WORK TO COMPLETE:
Line filter on the word "NoopObserver": copy each matching line from the entries.

THE DATA:
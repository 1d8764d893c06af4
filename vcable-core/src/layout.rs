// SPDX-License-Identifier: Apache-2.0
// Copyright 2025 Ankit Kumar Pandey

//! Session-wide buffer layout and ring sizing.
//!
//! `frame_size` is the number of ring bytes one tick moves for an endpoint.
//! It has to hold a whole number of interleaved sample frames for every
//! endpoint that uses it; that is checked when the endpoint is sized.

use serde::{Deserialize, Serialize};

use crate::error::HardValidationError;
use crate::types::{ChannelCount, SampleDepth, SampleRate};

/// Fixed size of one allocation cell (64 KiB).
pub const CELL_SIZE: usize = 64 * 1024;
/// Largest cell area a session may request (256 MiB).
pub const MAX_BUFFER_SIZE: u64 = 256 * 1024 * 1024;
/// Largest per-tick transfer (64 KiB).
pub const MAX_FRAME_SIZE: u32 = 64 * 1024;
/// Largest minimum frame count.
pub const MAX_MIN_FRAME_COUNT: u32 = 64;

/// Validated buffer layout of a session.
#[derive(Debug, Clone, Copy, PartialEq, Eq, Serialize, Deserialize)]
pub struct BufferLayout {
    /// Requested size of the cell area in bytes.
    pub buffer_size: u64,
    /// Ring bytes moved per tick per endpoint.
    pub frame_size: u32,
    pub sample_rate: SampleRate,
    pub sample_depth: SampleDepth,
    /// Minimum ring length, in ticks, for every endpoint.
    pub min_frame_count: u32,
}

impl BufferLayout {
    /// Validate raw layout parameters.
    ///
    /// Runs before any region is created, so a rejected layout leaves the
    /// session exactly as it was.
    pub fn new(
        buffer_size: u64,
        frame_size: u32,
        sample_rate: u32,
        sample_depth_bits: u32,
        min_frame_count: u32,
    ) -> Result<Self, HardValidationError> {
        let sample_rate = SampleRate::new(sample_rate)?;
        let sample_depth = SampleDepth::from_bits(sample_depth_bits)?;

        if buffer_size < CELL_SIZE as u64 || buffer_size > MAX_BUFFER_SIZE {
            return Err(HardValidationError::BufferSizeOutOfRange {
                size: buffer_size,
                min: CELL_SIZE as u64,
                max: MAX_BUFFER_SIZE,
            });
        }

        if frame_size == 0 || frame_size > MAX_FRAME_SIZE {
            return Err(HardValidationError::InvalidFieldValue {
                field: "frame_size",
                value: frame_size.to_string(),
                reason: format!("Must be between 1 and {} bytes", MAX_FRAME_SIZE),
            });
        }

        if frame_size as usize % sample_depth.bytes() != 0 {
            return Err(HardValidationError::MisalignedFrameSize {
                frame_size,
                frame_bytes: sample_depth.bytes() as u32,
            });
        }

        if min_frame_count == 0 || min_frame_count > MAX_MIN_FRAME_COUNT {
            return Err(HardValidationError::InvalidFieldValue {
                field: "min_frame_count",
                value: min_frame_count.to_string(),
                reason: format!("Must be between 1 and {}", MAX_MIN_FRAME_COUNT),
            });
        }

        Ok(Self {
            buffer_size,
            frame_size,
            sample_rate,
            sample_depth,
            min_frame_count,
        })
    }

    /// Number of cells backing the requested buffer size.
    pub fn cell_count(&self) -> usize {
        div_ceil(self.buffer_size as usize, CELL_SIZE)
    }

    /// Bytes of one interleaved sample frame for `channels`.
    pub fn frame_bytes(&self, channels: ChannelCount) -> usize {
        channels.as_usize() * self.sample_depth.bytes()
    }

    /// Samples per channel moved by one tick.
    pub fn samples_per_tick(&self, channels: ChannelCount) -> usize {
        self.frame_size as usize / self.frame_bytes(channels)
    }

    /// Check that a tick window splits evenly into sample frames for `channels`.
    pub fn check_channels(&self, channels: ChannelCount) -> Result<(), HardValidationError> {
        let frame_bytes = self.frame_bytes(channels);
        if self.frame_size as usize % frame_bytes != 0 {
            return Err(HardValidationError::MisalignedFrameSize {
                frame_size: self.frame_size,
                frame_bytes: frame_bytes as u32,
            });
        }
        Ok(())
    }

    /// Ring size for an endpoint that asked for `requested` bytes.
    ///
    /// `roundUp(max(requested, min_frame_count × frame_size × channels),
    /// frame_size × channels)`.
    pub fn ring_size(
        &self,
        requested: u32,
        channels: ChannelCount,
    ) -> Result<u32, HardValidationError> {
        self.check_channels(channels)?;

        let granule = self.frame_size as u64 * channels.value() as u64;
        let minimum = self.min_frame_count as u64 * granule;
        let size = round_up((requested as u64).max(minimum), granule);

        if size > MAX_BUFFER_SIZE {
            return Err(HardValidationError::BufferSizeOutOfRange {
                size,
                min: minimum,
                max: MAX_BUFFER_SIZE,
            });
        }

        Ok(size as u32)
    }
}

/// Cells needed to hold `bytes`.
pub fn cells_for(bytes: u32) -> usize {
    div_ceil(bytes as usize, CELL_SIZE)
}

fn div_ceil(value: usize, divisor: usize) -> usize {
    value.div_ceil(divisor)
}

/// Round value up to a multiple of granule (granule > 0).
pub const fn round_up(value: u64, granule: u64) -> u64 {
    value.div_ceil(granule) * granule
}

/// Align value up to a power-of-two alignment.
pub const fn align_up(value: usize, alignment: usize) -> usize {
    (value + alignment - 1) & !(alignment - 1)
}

...

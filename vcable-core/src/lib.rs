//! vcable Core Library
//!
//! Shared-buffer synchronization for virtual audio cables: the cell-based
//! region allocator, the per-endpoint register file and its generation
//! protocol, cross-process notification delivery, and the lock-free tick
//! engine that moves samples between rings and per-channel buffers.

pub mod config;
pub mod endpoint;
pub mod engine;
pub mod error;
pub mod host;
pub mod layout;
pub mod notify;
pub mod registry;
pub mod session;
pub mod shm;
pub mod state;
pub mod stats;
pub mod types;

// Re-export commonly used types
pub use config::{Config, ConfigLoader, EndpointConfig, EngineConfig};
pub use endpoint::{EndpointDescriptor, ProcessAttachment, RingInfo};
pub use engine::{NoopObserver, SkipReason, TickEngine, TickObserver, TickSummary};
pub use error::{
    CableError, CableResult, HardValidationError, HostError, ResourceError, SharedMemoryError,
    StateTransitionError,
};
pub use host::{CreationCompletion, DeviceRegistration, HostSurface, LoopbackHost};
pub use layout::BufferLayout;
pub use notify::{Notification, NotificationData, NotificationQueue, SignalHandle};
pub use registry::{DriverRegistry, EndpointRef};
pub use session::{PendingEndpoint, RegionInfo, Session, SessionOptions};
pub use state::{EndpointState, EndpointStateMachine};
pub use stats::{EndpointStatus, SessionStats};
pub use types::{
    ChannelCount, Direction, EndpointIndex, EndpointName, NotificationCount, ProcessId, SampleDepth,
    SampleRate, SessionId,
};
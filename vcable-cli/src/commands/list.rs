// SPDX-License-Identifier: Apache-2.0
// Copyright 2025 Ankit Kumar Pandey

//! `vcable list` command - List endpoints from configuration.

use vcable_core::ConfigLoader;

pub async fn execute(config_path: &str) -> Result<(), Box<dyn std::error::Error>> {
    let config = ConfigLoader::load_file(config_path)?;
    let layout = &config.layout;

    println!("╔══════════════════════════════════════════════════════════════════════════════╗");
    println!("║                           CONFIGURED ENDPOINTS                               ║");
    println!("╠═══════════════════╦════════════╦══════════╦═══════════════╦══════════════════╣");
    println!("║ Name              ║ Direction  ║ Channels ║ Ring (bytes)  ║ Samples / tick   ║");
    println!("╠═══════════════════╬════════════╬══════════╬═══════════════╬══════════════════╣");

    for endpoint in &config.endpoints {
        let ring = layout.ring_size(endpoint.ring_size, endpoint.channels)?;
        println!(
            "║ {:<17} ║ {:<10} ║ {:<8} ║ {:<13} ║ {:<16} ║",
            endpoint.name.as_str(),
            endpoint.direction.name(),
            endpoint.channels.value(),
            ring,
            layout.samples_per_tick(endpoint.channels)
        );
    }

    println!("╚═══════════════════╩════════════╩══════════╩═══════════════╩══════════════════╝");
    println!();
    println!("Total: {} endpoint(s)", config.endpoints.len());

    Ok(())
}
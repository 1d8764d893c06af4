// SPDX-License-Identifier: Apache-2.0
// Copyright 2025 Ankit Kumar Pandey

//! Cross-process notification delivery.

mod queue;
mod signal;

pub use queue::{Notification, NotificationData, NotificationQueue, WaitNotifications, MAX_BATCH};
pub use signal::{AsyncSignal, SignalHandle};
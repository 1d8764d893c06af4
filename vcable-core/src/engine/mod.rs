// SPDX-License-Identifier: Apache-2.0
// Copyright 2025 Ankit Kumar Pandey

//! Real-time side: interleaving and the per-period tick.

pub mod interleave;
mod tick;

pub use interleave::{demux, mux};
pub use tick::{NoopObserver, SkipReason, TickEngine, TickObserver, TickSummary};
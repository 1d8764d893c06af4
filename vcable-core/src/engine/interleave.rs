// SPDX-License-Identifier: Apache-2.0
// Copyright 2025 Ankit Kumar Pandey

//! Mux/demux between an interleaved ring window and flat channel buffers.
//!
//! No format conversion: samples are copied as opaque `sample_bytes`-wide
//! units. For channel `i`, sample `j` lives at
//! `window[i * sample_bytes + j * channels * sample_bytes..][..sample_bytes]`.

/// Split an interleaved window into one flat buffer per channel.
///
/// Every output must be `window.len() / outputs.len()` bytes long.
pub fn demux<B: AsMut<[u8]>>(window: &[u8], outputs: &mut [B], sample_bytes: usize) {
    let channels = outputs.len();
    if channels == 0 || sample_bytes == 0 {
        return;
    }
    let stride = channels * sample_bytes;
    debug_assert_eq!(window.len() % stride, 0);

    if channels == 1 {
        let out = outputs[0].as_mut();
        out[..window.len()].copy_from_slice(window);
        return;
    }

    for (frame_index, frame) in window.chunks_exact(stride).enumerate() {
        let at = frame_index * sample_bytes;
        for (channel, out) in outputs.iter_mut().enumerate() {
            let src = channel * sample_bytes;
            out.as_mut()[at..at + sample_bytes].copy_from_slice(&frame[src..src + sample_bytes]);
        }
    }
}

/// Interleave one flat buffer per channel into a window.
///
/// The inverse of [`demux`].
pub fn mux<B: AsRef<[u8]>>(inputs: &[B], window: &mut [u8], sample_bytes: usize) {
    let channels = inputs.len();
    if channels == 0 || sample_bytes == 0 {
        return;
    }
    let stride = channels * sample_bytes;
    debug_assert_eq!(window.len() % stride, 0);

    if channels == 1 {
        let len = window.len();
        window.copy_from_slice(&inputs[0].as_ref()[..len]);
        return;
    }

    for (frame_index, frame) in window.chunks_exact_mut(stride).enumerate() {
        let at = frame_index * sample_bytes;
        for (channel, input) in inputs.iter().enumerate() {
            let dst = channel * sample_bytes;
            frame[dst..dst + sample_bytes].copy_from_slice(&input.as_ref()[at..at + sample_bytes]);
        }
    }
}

--

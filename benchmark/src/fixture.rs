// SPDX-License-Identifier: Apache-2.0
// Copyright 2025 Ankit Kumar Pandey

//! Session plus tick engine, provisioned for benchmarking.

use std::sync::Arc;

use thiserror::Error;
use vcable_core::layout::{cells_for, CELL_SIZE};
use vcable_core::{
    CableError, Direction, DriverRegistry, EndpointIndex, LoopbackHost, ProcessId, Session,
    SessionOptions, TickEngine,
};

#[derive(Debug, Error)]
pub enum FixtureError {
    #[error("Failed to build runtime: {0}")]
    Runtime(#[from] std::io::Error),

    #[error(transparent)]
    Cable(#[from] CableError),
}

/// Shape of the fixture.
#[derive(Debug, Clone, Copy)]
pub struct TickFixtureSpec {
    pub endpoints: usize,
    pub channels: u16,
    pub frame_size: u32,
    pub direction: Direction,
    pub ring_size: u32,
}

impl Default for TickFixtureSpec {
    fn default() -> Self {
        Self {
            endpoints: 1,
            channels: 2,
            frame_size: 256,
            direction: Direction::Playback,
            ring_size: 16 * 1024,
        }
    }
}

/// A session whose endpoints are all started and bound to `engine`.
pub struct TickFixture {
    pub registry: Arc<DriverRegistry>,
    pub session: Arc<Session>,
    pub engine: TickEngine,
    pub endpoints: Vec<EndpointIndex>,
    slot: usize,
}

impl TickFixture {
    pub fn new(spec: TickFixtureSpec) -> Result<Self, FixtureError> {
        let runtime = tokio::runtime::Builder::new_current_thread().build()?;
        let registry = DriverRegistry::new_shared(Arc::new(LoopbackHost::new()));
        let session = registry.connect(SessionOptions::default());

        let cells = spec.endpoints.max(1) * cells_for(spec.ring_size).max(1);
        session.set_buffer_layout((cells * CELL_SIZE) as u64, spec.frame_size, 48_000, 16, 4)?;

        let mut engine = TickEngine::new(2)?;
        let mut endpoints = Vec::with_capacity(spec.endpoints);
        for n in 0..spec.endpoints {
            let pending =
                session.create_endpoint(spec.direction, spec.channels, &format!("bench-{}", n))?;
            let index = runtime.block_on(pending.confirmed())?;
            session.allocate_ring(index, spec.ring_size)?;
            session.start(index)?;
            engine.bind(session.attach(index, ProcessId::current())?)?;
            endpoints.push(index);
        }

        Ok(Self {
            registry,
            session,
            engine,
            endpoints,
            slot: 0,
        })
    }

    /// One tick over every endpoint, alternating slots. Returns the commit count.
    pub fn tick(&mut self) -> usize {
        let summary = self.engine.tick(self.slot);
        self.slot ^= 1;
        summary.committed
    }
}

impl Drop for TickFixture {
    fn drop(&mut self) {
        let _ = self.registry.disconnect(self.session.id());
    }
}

FINISHED TASK:
pub use engine::{NoopObserver, SkipReason, TickEngine, TickObserver, TickSummary};
pub use tick::{NoopObserver, SkipReason, TickEngine, TickObserver, TickSummary};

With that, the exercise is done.